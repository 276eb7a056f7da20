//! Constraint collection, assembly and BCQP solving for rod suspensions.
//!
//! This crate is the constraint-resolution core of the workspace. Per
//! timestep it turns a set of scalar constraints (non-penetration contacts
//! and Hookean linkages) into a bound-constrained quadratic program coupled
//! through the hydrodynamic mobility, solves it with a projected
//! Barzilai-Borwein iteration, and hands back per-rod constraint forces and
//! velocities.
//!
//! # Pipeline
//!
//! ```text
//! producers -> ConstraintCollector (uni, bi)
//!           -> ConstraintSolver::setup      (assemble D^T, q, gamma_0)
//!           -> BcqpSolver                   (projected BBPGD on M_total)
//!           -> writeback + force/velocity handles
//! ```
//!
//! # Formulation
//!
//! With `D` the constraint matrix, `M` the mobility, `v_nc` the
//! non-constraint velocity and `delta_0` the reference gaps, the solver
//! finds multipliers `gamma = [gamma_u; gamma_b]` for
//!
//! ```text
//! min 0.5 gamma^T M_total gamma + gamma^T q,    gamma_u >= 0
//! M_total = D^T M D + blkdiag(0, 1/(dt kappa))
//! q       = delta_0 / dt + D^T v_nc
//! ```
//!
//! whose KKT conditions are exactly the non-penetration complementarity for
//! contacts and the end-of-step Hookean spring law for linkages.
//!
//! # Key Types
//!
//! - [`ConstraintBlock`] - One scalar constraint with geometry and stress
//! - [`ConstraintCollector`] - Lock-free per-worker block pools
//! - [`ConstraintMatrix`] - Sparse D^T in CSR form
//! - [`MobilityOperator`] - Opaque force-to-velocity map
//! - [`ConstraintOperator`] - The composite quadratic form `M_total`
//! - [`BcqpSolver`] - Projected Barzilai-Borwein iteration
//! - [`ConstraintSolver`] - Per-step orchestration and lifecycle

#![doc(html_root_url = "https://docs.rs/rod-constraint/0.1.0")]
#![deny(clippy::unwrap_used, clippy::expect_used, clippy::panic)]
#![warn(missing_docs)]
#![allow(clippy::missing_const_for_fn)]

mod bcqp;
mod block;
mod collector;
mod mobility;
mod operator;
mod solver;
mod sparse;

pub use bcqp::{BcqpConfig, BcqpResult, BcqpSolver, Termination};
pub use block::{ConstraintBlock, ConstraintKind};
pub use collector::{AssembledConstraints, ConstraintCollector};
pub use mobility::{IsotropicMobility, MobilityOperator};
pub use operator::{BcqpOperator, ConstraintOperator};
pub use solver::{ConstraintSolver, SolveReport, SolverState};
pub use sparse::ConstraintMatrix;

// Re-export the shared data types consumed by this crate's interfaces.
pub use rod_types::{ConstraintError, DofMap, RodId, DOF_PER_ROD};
==
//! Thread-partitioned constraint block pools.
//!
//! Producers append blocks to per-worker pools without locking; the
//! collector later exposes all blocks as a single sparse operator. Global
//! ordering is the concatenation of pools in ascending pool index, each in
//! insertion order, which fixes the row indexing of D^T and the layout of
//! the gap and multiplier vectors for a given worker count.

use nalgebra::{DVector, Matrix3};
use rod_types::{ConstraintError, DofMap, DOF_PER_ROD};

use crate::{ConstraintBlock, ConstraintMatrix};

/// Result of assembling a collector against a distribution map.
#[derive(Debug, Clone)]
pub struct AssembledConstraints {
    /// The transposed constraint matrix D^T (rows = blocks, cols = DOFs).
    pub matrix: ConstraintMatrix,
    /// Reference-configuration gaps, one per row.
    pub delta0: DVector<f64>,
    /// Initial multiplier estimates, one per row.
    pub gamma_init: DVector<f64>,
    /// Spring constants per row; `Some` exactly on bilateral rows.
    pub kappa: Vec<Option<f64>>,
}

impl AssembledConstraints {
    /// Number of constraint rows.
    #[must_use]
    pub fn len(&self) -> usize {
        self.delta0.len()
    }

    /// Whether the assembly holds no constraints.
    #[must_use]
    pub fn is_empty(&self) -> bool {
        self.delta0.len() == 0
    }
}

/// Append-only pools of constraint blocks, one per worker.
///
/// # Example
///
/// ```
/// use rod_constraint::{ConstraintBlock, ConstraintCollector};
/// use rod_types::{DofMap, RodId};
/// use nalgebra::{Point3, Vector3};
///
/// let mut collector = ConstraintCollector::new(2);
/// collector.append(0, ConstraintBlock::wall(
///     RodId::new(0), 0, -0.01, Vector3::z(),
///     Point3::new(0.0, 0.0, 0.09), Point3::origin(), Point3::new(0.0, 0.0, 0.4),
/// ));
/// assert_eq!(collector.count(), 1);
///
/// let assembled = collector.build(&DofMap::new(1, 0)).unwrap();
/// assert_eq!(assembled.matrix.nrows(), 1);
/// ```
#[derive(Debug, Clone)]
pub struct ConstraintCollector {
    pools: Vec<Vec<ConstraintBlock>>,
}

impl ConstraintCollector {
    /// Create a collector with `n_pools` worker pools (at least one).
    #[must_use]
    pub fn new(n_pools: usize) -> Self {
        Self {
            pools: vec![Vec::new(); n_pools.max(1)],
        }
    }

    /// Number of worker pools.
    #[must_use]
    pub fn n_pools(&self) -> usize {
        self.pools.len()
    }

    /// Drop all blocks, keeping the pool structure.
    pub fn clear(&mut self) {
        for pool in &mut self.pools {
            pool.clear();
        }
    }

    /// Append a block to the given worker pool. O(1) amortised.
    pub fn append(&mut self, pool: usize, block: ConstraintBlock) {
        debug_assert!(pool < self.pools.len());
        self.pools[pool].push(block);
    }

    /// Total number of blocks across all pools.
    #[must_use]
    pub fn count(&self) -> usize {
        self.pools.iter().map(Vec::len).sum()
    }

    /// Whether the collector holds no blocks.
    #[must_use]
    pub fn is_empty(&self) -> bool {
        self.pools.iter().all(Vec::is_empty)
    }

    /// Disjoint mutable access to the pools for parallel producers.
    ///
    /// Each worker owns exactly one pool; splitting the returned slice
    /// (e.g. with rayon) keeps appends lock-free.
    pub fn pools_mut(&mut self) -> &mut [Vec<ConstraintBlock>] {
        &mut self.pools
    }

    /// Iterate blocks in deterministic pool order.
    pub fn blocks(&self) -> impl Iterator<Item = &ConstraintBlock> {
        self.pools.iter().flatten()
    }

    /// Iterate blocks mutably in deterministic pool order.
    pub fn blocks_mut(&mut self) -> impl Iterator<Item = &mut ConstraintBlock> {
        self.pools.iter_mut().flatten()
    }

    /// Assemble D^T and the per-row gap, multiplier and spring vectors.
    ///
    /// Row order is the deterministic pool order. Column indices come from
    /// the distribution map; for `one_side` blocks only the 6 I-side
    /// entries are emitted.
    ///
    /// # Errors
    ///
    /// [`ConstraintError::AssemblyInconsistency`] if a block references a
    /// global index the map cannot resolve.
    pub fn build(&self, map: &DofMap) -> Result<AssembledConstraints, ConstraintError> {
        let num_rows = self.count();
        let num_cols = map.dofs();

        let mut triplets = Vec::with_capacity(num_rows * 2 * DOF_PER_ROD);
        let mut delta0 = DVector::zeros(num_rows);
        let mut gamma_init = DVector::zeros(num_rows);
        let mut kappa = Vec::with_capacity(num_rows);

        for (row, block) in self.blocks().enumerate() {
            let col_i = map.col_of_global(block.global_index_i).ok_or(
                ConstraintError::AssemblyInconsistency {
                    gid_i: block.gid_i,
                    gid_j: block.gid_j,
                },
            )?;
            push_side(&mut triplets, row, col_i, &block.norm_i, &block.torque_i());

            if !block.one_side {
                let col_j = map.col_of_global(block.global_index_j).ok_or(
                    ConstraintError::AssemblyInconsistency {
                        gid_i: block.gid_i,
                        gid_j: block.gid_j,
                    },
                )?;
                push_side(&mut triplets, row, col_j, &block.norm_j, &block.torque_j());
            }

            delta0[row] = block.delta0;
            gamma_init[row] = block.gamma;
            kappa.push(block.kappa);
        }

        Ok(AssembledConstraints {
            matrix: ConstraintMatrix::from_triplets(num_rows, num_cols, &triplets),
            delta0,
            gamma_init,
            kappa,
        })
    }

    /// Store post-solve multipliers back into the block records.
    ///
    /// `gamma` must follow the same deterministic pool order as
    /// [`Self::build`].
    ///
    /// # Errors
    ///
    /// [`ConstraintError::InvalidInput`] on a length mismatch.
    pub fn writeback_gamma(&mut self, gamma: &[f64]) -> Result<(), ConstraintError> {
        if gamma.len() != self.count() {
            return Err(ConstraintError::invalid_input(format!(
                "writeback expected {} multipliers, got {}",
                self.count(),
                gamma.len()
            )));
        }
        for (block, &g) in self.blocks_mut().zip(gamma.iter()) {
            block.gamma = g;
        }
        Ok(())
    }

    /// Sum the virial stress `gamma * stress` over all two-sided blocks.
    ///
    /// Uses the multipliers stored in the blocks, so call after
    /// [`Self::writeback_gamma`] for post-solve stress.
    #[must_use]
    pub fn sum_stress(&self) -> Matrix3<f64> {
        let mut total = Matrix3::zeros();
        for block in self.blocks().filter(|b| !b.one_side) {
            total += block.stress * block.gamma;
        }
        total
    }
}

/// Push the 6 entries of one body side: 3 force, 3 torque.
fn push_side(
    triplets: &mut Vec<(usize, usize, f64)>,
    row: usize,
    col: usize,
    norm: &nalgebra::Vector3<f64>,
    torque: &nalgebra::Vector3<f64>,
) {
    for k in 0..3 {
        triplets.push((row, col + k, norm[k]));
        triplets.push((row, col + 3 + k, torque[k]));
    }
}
==
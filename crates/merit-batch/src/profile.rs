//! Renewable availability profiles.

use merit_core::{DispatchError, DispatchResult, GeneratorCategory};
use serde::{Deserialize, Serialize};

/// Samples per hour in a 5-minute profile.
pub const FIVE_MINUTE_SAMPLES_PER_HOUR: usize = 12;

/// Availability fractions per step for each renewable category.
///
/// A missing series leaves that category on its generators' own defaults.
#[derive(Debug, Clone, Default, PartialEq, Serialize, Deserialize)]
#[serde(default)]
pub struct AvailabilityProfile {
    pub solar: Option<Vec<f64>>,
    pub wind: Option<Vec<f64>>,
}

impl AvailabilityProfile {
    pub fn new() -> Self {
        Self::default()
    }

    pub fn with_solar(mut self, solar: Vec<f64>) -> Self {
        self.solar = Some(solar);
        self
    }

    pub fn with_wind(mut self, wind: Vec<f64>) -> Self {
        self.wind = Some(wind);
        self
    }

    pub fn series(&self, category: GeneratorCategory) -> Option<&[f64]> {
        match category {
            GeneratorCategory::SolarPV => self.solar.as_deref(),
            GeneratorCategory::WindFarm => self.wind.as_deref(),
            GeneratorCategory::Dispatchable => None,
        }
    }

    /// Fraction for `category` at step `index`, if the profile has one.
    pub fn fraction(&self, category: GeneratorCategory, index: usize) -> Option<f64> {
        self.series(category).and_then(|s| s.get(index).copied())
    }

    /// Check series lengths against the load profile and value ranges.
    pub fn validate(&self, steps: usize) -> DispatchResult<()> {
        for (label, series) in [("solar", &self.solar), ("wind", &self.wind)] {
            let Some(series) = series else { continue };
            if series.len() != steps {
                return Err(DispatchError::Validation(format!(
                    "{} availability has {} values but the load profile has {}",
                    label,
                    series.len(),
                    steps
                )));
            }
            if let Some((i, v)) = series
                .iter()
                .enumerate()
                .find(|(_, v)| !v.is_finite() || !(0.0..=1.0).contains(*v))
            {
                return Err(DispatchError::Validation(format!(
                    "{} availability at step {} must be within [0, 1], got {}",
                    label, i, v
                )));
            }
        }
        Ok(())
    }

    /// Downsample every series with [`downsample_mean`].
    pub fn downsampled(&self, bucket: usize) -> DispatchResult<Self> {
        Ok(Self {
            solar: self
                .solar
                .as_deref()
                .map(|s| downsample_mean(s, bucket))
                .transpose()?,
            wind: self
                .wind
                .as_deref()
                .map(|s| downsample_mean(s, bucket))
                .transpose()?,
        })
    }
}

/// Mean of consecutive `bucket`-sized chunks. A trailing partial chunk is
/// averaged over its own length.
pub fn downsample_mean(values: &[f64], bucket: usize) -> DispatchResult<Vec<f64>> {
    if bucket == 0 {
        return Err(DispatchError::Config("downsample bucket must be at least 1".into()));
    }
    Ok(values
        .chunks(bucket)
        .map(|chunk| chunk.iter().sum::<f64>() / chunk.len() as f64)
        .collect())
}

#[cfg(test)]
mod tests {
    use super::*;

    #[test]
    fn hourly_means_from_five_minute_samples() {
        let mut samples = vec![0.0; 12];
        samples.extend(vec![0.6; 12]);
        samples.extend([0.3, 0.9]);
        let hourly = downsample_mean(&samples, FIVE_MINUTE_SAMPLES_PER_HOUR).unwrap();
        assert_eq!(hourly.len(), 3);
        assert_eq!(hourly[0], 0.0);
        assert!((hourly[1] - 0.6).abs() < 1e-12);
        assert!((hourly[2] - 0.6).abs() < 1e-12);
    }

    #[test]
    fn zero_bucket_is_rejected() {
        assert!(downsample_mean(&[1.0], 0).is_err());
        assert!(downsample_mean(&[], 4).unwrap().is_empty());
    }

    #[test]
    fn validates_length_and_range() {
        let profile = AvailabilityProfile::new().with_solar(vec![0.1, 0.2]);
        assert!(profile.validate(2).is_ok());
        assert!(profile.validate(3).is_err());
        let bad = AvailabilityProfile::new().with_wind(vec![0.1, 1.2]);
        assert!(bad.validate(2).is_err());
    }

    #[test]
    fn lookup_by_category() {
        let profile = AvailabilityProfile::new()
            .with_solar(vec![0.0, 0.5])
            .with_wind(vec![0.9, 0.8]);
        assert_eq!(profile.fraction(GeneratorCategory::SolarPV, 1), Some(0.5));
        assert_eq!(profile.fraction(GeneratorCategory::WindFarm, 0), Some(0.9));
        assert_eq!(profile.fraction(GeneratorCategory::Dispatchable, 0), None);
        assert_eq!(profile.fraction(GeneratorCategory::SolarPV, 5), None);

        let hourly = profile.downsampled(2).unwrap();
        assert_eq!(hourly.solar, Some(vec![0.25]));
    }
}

* [Activity]:
Filter the listing down to the lines holding the word "extend", and return those.

* [Solution]:
        samples.extend(vec![0.6; 12]);
        samples.extend([0.3, 0.9]);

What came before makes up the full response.